Both beutifull and they serve there country well!


----------



## K85 (Aug 23, 2006)

Canadian.

Based on that I have been given a very exclusive tour there, and participated in a mock trial. The layout is beautiful, though the front could be a little more intimidating. I love how clear the front looks though in terms of open space, and the surrounding area is amazing.

the us one, mhee, overplayed. all their buildings look alike.


----------



## redspork02 (May 7, 2005)

K85 said:


> Canadian.
> 
> Based on that I have been given a very exclusive tour there, and participated in a mock trial. The layout is beautiful, though the front could be a little more intimidating. I love how clear the front looks though in terms of open space, and the surrounding area is amazing.
> 
> the us one, mhee, overplayed. all their buildings look alike.


DUH THERE SUPPOSE 2.


----------



## SouthernEuropean (Apr 2, 2007)

Hello,i voted for the U.S Supreme Court.Althought the Canadian Supreme court is very beautiful as well,i think those Corinthian columns are amazing as is the rest of the temple-like- building:happy: -hello from Greece.


----------



## K85 (Aug 23, 2006)

redspork02 said:


> DUH THERE SUPPOSE 2.


perhaps if you posted in a manner more suited to an adult than a 2nd grader, I would not ignore your post.


----------



## Jano (Aug 5, 2004)

Canadian


----------



## redspork02 (May 7, 2005)

K85 said:


> perhaps if you posted in a manner more suited to an adult than a 2nd grader, I would not ignore your post.



Maybe I would have had a better answer for you......but then I saw your avatar pic, and i thought you were to busy grabing your balls......lol...


----------



## samsonyuen (Sep 23, 2003)

I've always liked the Canadian building.

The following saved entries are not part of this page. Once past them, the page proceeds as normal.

//! Idle detection: stop a timer that has been left running too long.

use crate::settings::AppSettings;
use crate::timer::TimerStatus;

/// Decides when a running timer has hit the configured idle cutoff.
#[derive(Debug, Clone, Copy, PartialEq, Eq)]
pub struct IdleMonitor {
    timeout_minutes: Option<u32>,
}

impl IdleMonitor {
    /// A monitor that never fires.
    pub const fn disabled() -> Self {
        Self {
            timeout_minutes: None,
        }
    }

    pub const fn with_timeout_minutes(minutes: u32) -> Self {
        Self {
            timeout_minutes: Some(minutes),
        }
    }

    pub const fn from_settings(settings: &AppSettings) -> Self {
        if settings.idle_detection {
            Self::with_timeout_minutes(settings.idle_timeout_minutes)
        } else {
            Self::disabled()
        }
    }

    /// Cutoff in seconds of running time, when enabled.
    pub fn threshold_seconds(&self) -> Option<u64> {
        self.timeout_minutes.map(|minutes| u64::from(minutes) * 60)
    }

    /// Whether a timer in `status` with `elapsed_seconds` must be stopped.
    ///
    /// Must be called with the counter value after the tick was applied.
    pub fn should_stop(&self, status: TimerStatus, elapsed_seconds: u64) -> bool {
        status == TimerStatus::Running
            && self
                .threshold_seconds()
                .is_some_and(|threshold| elapsed_seconds >= threshold)
    }

    /// The advisory shown after an idle stop, if the monitor is enabled.
    pub fn stop_message(&self) -> Option<String> {
        self.timeout_minutes.map(idle_stop_message)
    }
}

/// Builds the notice shown after an idle stop.
///
/// Hours are shown with one decimal; exact halves (15, 45, 75 minutes) round
/// up. The unit is singular only for exactly "1.0".
pub fn idle_stop_message(timeout_minutes: u32) -> String {
    let hours = f64::from(timeout_minutes) / 60.0;
    let hours = if timeout_minutes % 30 == 15 {
        format!("{:.1}", hours + 0.05)
    } else {
        format!("{hours:.1}")
    };
    let unit = if hours == "1.0" { "hour" } else { "hours" };
    format!("Timer stopped: Idle detection triggered after {hours} {unit}")
}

The US one is nice, but there's a lot of buildings like that around it.


----------



## K85 (Aug 23, 2006)

redspork02 said:


> Maybe I would have had a better answer for you......but then I saw your avatar pic, and i thought you were to busy grabing your balls......lol...


what?:weird: 

seriously, stop responding with stupid comments like that.


----------